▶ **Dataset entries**
****************

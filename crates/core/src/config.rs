//! Runtime configuration for the storefront core.

use std::time::Duration;

use log::warn;

use crate::constants::{
    MIN_QUERY_CHARS, NOTIFICATION_TTL_MS, SEARCH_DEBOUNCE_MS, SIMULATED_ADD_TO_CART_LATENCY_MS,
    SIMULATED_SEARCH_LATENCY_MS,
};
use crate::search::SearchFailurePolicy;

/// Timing and policy knobs shared by the core components.
#[derive(Clone, Debug, PartialEq, Eq)]
pub struct StorefrontConfig {
    /// Quiet period before a typed query is dispatched.
    pub search_debounce: Duration,
    /// Latency of the simulated search backend.
    pub search_latency: Duration,
    /// Latency of the simulated add-to-cart backend.
    pub add_to_cart_latency: Duration,
    /// Delay before a notification dismisses itself.
    pub notification_ttl: Duration,
    /// Queries with fewer characters than this are ignored.
    pub min_query_chars: usize,
    /// What to show when the search backend fails for the current query.
    pub search_failure_policy: SearchFailurePolicy,
}

impl Default for StorefrontConfig {
    fn default() -> Self {
        Self {
            search_debounce: Duration::from_millis(SEARCH_DEBOUNCE_MS),
            search_latency: Duration::from_millis(SIMULATED_SEARCH_LATENCY_MS),
            add_to_cart_latency: Duration::from_millis(SIMULATED_ADD_TO_CART_LATENCY_MS),
            notification_ttl: Duration::from_millis(NOTIFICATION_TTL_MS),
            min_query_chars: MIN_QUERY_CHARS,
            search_failure_policy: SearchFailurePolicy::default(),
        }
    }
}

impl StorefrontConfig {
    /// Reads the configuration from `SF_*` environment variables.
    ///
    /// Missing variables use the defaults; unparseable ones fall back to the
    /// default with a warning.
    pub fn from_env() -> Self {
        Self::from_lookup(|key| std::env::var(key).ok())
    }

    /// Builds the configuration from an arbitrary key lookup.
    pub fn from_lookup<F>(lookup: F) -> Self
    where
        F: Fn(&str) -> Option<String>,
    {
        let defaults = Self::default();

        let duration = |key: &str, default: Duration| -> Duration {
            match lookup(key) {
                Some(raw) => match raw.trim().parse::<u64>() {
                    Ok(ms) => Duration::from_millis(ms),
                    Err(_) => {
                        warn!(
                            "Invalid {}={:?}, using default {}ms",
                            key,
                            raw,
                            default.as_millis()
                        );
                        default
                    }
                },
                None => default,
            }
        };

        let min_query_chars = match lookup("SF_MIN_QUERY_CHARS") {
            Some(raw) => raw.trim().parse::<usize>().unwrap_or_else(|_| {
                warn!(
                    "Invalid SF_MIN_QUERY_CHARS={:?}, using default {}",
                    raw, defaults.min_query_chars
                );
                defaults.min_query_chars
            }),
            None => defaults.min_query_chars,
        };

        let search_failure_policy = match lookup("SF_SEARCH_FAILURE_POLICY") {
            Some(raw) => raw.parse::<SearchFailurePolicy>().unwrap_or_else(|e| {
                warn!("{}, using default {:?}", e, defaults.search_failure_policy);
                defaults.search_failure_policy
            }),
            None => defaults.search_failure_policy,
        };

        Self {
            search_debounce: duration("SF_SEARCH_DEBOUNCE_MS", defaults.search_debounce),
            search_latency: duration("SF_SEARCH_LATENCY_MS", defaults.search_latency),
            add_to_cart_latency: duration(
                "SF_ADD_TO_CART_LATENCY_MS",
                defaults.add_to_cart_latency,
            ),
            notification_ttl: duration("SF_NOTIFICATION_TTL_MS", defaults.notification_ttl),
            min_query_chars,
            search_failure_policy,
        }
    }
}

#[cfg(test)]
mod tests {
    use super::*;
    use std::collections::HashMap;

    fn lookup_from(pairs: &[(&str, &str)]) -> impl Fn(&str) -> Option<String> {
        let map: HashMap<String, String> = pairs
            .iter()
            .map(|(k, v)| (k.to_string(), v.to_string()))
            .collect();
        move |key: &str| map.get(key).cloned()
    }

    #[test]
    fn test_defaults() {
        let config = StorefrontConfig::default();
        assert_eq!(config.search_debounce, Duration::from_millis(500));
        assert_eq!(config.search_latency, Duration::from_millis(1000));
        assert_eq!(config.add_to_cart_latency, Duration::from_millis(1000));
        assert_eq!(config.notification_ttl, Duration::from_millis(5000));
        assert_eq!(config.min_query_chars, 2);
        assert_eq!(
            config.search_failure_policy,
            SearchFailurePolicy::RetainPrevious
        );
    }

    #[test]
    fn test_empty_lookup_yields_defaults() {
        let config = StorefrontConfig::from_lookup(|_| None);
        assert_eq!(config, StorefrontConfig::default());
    }

    #[test]
    fn test_overrides_are_applied() {
        let config = StorefrontConfig::from_lookup(lookup_from(&[
            ("SF_SEARCH_DEBOUNCE_MS", "250"),
            ("SF_SEARCH_LATENCY_MS", " 40 "),
            ("SF_MIN_QUERY_CHARS", "3"),
            ("SF_SEARCH_FAILURE_POLICY", "empty"),
        ]));
        assert_eq!(config.search_debounce, Duration::from_millis(250));
        assert_eq!(config.search_latency, Duration::from_millis(40));
        assert_eq!(config.min_query_chars, 3);
        assert_eq!(config.search_failure_policy, SearchFailurePolicy::ShowEmpty);
        assert_eq!(config.notification_ttl, Duration::from_millis(5000));
    }

    #[test]
    fn test_invalid_values_fall_back_to_defaults() {
        let config = StorefrontConfig::from_lookup(lookup_from(&[
            ("SF_SEARCH_DEBOUNCE_MS", "soon"),
            ("SF_MIN_QUERY_CHARS", "-1"),
            ("SF_SEARCH_FAILURE_POLICY", "panic"),
        ]));
        assert_eq!(config, StorefrontConfig::default());
    }
}
//! View renderer trait and implementations.

use std::sync::{Arc, Mutex, MutexGuard};

use log::{info, warn};

use super::ViewUpdate;

/// Trait for receiving view updates.
///
/// Implementations translate updates into UI changes. Core components call
/// `render()` synchronously from their handlers.
///
/// # Design Rules
///
/// - `render()` must be fast and non-blocking
/// - Rendering failures must not propagate back into the core (best-effort)
pub trait ViewRenderer: Send + Sync {
    /// Render a single update.
    fn render(&self, update: ViewUpdate);

    /// Render multiple updates in order.
    ///
    /// Default implementation calls `render()` for each update.
    fn render_batch(&self, updates: Vec<ViewUpdate>) {
        for update in updates {
            self.render(update);
        }
    }
}

/// No-op implementation for contexts that don't display anything.
#[derive(Clone, Default)]
pub struct NoOpViewRenderer;

impl ViewRenderer for NoOpViewRenderer {
    fn render(&self, _update: ViewUpdate) {}
}

/// Renderer that logs every update as JSON at info level.
#[derive(Clone, Default)]
pub struct LoggingViewRenderer;

impl ViewRenderer for LoggingViewRenderer {
    fn render(&self, update: ViewUpdate) {
        match serde_json::to_string(&update) {
            Ok(json) => info!("view update: {}", json),
            Err(e) => warn!("view update {:?} could not be serialized: {}", update, e),
        }
    }
}

/// Recording renderer for tests and headless adapters - collects updates.
#[derive(Clone, Default)]
pub struct RecordingViewRenderer {
    updates: Arc<Mutex<Vec<ViewUpdate>>>,
}

impl RecordingViewRenderer {
    pub fn new() -> Self {
        Self::default()
    }

    fn lock_updates(&self) -> MutexGuard<'_, Vec<ViewUpdate>> {
        self.updates.lock().unwrap_or_else(|poisoned| {
            warn!("Recording renderer mutex was poisoned, recovering");
            poisoned.into_inner()
        })
    }

    /// Returns all recorded updates.
    pub fn updates(&self) -> Vec<ViewUpdate> {
        self.lock_updates().clone()
    }

    /// Returns the most recent update, if any.
    pub fn last(&self) -> Option<ViewUpdate> {
        self.lock_updates().last().cloned()
    }

    /// Clears recorded updates.
    pub fn clear(&self) {
        self.lock_updates().clear();
    }

    /// Returns the number of recorded updates.
    pub fn len(&self) -> usize {
        self.lock_updates().len()
    }

    /// Returns true if nothing has been recorded.
    pub fn is_empty(&self) -> bool {
        self.lock_updates().is_empty()
    }
}

impl ViewRenderer for RecordingViewRenderer {
    fn render(&self, update: ViewUpdate) {
        self.lock_updates().push(update);
    }
}

#[cfg(test)]
mod tests {
    use super::*;

    #[test]
    fn test_noop_renderer_does_not_panic() {
        let renderer = NoOpViewRenderer;
        renderer.render(ViewUpdate::cart_badge(1));
        renderer.render_batch(vec![
            ViewUpdate::search_loading("ram"),
            ViewUpdate::cart_badge(2),
        ]);
    }

    #[test]
    fn test_logging_renderer_does_not_panic() {
        LoggingViewRenderer.render(ViewUpdate::add_to_cart_pending("p-1"));
    }

    #[test]
    fn test_recording_renderer_collects_updates() {
        let renderer = RecordingViewRenderer::new();
        assert!(renderer.is_empty());

        renderer.render(ViewUpdate::cart_badge(1));
        assert_eq!(renderer.len(), 1);

        renderer.render_batch(vec![
            ViewUpdate::search_loading("gpu"),
            ViewUpdate::cart_badge(2),
        ]);
        assert_eq!(renderer.len(), 3);
        assert_eq!(renderer.last(), Some(ViewUpdate::cart_badge(2)));

        renderer.clear();
        assert!(renderer.is_empty());
    }
}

****************

In the data above, repeat exactly each line from the first through the line that contains "notification dismisses itself.", and give nothing else.

▶ **TASK RESPONSE**
filename crates/core/src/config.rs
//! Runtime configuration for the storefront core.

use std::time::Duration;

use log::warn;

use crate::constants::{
    MIN_QUERY_CHARS, NOTIFICATION_TTL_MS, SEARCH_DEBOUNCE_MS, SIMULATED_ADD_TO_CART_LATENCY_MS,
    SIMULATED_SEARCH_LATENCY_MS,
};
use crate::search::SearchFailurePolicy;

/// Timing and policy knobs shared by the core components.
#[derive(Clone, Debug, PartialEq, Eq)]
pub struct StorefrontConfig {
    /// Quiet period before a typed query is dispatched.
    pub search_debounce: Duration,
    /// Latency of the simulated search backend.
    pub search_latency: Duration,
    /// Latency of the simulated add-to-cart backend.
    pub add_to_cart_latency: Duration,
    /// Delay before a notification dismisses itself.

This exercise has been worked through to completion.